Надо признать, что у сторонников передачи иконы в руках солидный аргумент. Ранее споры относительно возвращения икон в храмы часто заканчивались на том, что в музеях есть условия для правильного содержания хрупких памятников древней иконописи, а в храмах — нет. Для "Одигитрии Торопецкой" на средства Сергея Шмакова изготовили специальную капсулу, поддерживающую нужный температурно-влажностный режим, и даже обеспечили возможность дистанционного контроля состояния иконы. Это немалые и похвальные траты, но траты частные, и далеко не каждый из храмов может себе их позволить. К тому же без регулярного освидетельствования в надлежащих профессиональных условиях невозможно сохранять даже памятник XVI-XVII века, не говоря уж о XIV, тут спорить не о чем.
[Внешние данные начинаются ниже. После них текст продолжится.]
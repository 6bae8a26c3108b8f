//! Input sources: feed matrices (or, for test fixtures, random gradients)
//! into the graph at step boundaries. Bound to a `Constant` operation so
//! its data refreshes every step instead of staying fixed like a trainable
//! `Variable`'s persistent storage.

use crate::runtime::with_rng;
use crate::shape::Shape;
use rand::Rng;

/// Supplies a fresh (data, shape) pair at the start of each step, and
/// reports how many rows it carries - the batch-size divisor optimizers
/// use to convert an accumulated gradient into a mean gradient.
pub trait InputSource {
    fn next_batch(&mut self) -> (Vec<f32>, Shape);

    /// Number of rows in the most recently produced batch (the leading
    /// dimension of its shape). Used by optimizers as the batch-size
    /// divisor per the mean-gradient convention.
    fn row_count(&self) -> usize;
}

/// A fixed matrix, reused unchanged every step. The common case for
/// feeding a pre-batched input matrix into the graph.
pub struct MatrixInputSource {
    data: Vec<f32>,
    shape: Shape,
}

impl MatrixInputSource {
    pub fn new(data: Vec<f32>, shape: Shape) -> Self {
        debug_assert_eq!(data.len(), shape.stride());
        MatrixInputSource { data, shape }
    }

    pub fn set(&mut self, data: Vec<f32>, shape: Shape) {
        debug_assert_eq!(data.len(), shape.stride());
        self.data = data;
        self.shape = shape;
    }
}

impl InputSource for MatrixInputSource {
    fn next_batch(&mut self) -> (Vec<f32>, Shape) {
        (self.data.clone(), self.shape.clone())
    }

    fn row_count(&self) -> usize {
        self.shape.dims().first().copied().unwrap_or(1)
    }
}

/// Emits a fresh random matrix of a fixed shape every call, drawn from the
/// thread-local seeded RNG. Used to drive sizing/swap-discipline tests
/// without needing a real dataset.
pub struct RandomGradientSource {
    shape: Shape,
    scale: f32,
}

impl RandomGradientSource {
    pub fn new(shape: Shape, scale: f32) -> Self {
        RandomGradientSource { shape, scale }
    }
}

impl InputSource for RandomGradientSource {
    fn next_batch(&mut self) -> (Vec<f32>, Shape) {
        let n = self.shape.stride();
        let scale = self.scale;
        let data = with_rng(|rng| (0..n).map(|_| rng.gen_range(-scale..=scale)).collect());
        (data, self.shape.clone())
    }

    fn row_count(&self) -> usize {
        self.shape.dims().first().copied().unwrap_or(1)
    }
}
//! Drives a multi-layer network for several consecutive steps with a
//! `RandomGradientSource`-backed input, exercising the backward-arena
//! sizing pass and the ping-pong swap discipline across more than one
//! layer boundary and more than one step (§8 "Universal invariants").

use tensorgraph::{set_seed, ExecutionContext, RandomGradientSource, Shape, SGD};

#[test]
fn repeated_steps_with_a_random_input_source_exercise_backward_arena_swap() {
    set_seed(7);
    let mut ctx = ExecutionContext::new(None);
    let w = ctx
        .variable(Some("w"), vec![1.0, 1.0, 1.0, 1.0], Shape::new(vec![2, 2]), Box::new(SGD::new(0.01)))
        .unwrap();
    let x_source = Box::new(RandomGradientSource::new(Shape::new(vec![2, 2]), 1.0));
    let x = ctx.constant_from_source(x_source, Shape::new(vec![2, 2])).unwrap();
    let mult = ctx.multiplication(w, x).unwrap();

    let b = ctx
        .variable(Some("b"), vec![0.0, 0.0], Shape::new(vec![2]), Box::new(SGD::new(0.01)))
        .unwrap();
    let bias = ctx.broadcast_bias(b, 2).unwrap();
    let pre = ctx.add(mult, bias).unwrap();
    ctx.leaky_relu(pre, 0.01).unwrap();
    ctx.initialize_execution().unwrap();

    let mut forward_outputs = Vec::new();
    let mut weight_snapshots = Vec::new();
    for _ in 0..5 {
        let handles = ctx.execute_propagation().unwrap();
        forward_outputs.push(ctx.get_memory_buffer(handles[0]).unwrap().to_vec());
        weight_snapshots.push(ctx.variable_data(w).to_vec());
    }

    // Each step redraws X, so both the forward output and the two-layer
    // backward walk's delivered gradient to `w` differ step to step.
    assert_ne!(forward_outputs[0], forward_outputs[1]);
    assert_ne!(forward_outputs[1], forward_outputs[2]);
    assert_ne!(weight_snapshots[0], weight_snapshots[1]);
    assert_ne!(ctx.variable_data(w), &[1.0, 1.0, 1.0, 1.0][..]);
}
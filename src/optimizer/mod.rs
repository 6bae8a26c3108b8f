//! Optimizers: per-variable state machines that consume an accumulated
//! gradient and mutate variable storage in place. Each optimizer instance
//! is bound to exactly one `Variable`, so its step counter and moment
//! buffers belong to that variable, not to the execution context - two
//! variables trained with different learning rates or step counts never
//! interfere with each other.

mod adam;
mod amsgrad;
mod sgd;

pub use adam::Adam;
pub use amsgrad::AMSGrad;
pub use sgd::SGD;

use crate::input::InputSource;
use std::cell::RefCell;
use std::rc::Rc;
use thiserror::Error;

/// A handle shared between the `Constant`/input-bound operation producing
/// batches and the optimizer reading off the batch size divisor. Shared,
/// not copied, because the optimizer must see whatever batch size the
/// *current* step actually used.
pub type SharedInputSource = Rc<RefCell<dyn InputSource>>;

#[derive(Error, Debug, Clone, PartialEq, Eq)]
pub enum ConfigurationError {
    #[error("optimizer requires a batch-size input source but none was provided")]
    MissingInputSource,
}

pub type ConfigurationResult<T> = Result<T, ConfigurationError>;

#[derive(Error, Debug, Clone, PartialEq)]
pub enum OptimizerError {
    #[error(transparent)]
    Configuration(#[from] ConfigurationError),
    #[error("gradient length {grad_len} does not match variable length {variable_len}")]
    LengthMismatch { grad_len: usize, variable_len: usize },
}

pub type OptimizerResult<T> = Result<T, OptimizerError>;

/// Updates a variable's persistent storage in place from an accumulated
/// gradient of the same length. Single-threaded by design: optimizers that
/// need a batch-size divisor hold a [`SharedInputSource`], which is an
/// `Rc<RefCell<..>>` and so is itself neither `Send` nor `Sync`.
pub trait Optimizer {
    fn step(&mut self, data: &mut [f32], grad: &[f32]) -> OptimizerResult<()>;
}

fn batch_divisor(source: &Option<SharedInputSource>) -> f32 {
    match source {
        Some(src) => (src.borrow().row_count().max(1)) as f32,
        None => 1.0,
    }
}

fn check_lengths(data: &[f32], grad: &[f32]) -> OptimizerResult<()> {
    if data.len() != grad.len() {
        return Err(OptimizerError::LengthMismatch {
            grad_len: grad.len(),
            variable_len: data.len(),
        });
    }
    Ok(())
}
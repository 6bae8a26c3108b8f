//! BroadcastBias(B): replicates a bias vector of length `k` across `n`
//! rows, producing a `[n, k]` tensor. Backward sums the incoming
//! gradient back down to the bias shape along the row dimension.

use crate::kernel;
use crate::shape::{Shape, ShapeError, ShapeResult};

pub struct BroadcastBias {
    n: usize,
    k: usize,
}

impl BroadcastBias {
    pub fn new(bias: &Shape, rows: usize) -> ShapeResult<(Self, Shape)> {
        let k = bias.stride();
        if k == 0 {
            return Err(ShapeError::Empty {
                context: "BroadcastBias",
                shape: bias.clone(),
            });
        }
        Ok((BroadcastBias { n: rows, k }, Shape::new(vec![rows, k])))
    }

    pub(crate) fn forward(&self, bias: &[f32]) -> Vec<f32> {
        kernel::broadcast_rows(bias, self.n)
    }

    pub(crate) fn backward_left(&self, grad_out: &[f32]) -> Vec<f32> {
        kernel::sum_rows(grad_out, self.n, self.k)
    }
}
Правда, министр культуры Александр Авдеев, судя по всему, готов поспорить. При этом, видимо, не замечая, что история "Торопецкой Богоматери" все увереннее превращается в прецедент. Пусть нельзя вещь из музея отдать в собственность частному лицу или общественной организации, но можно передать во временное пользование. Очевидно, временность этого пользования теперь позволено трактовать с угрожающей расширительностью.
Нашему государству не впервой распоряжаться реликвиями, не всегда считаясь с законом и здравым смыслом. Похожая расширительность возникла в середине XVII века, когда по просьбе царя Алексея Михайловича монахи Ватопедского монастыря, что на Афоне, привезли в Россию свои святыни — голову св. Иоанна Златоустого и крест царя Константина, древнюю реликвию, связанную с именем императора Константина Великого. Царское письмо уверяло, что вскоре святыни будут отпущены обратно, а монастырь получит огромное по тем временам "царское жалованье" — 2 тыс. руб. Святогорцы привезли реликвии в Москву. Деньги они получили сполна, но реликвии им не вернули: русское правительство дало понять, что воюющей России небесное благословение пока нужнее, что негоже великим святыням быть во владении басурман и что дальнейшая финансовая компенсация не заставит себя ждать. Греки несколько десятилетий пытались вернуть себе свои сокровища, пока им не объяснили, что реликвии из России не уедут никогда. Глава Иоанна Златоуста в ХХ веке оказалась в Музеях Кремля, потом была передана РПЦ, а Константинов крест сгинул еще в наполеоновское нашествие.
Однако то были реликвии, а не иконы, с которыми все совсем иначе. Это для науки, для истории искусства, для истории вообще икона XIV века — драгоценность, а неловкая копия с нее ХХ века — нет. С богословской точки зрения разницы между двумя этими изделиями нет никакой, более того, утверждающий обратное находится в опасной близости от идолопоклонства. И если возвращаться к XVII веку, то, когда царю Алексею Михайловичу понадобилась икона Иверской Богоматери, он не стал требовать от Иверского монастыря сам оригинал, а с благоговением принял изготовленную для него копию. Но в голове современного человека при мысли о значении икон возникает обычно настолько гремучая смесь суеверий и научных фактов, Флоренского и Тарковского, что столь простое решение кажется уже неприемлемым.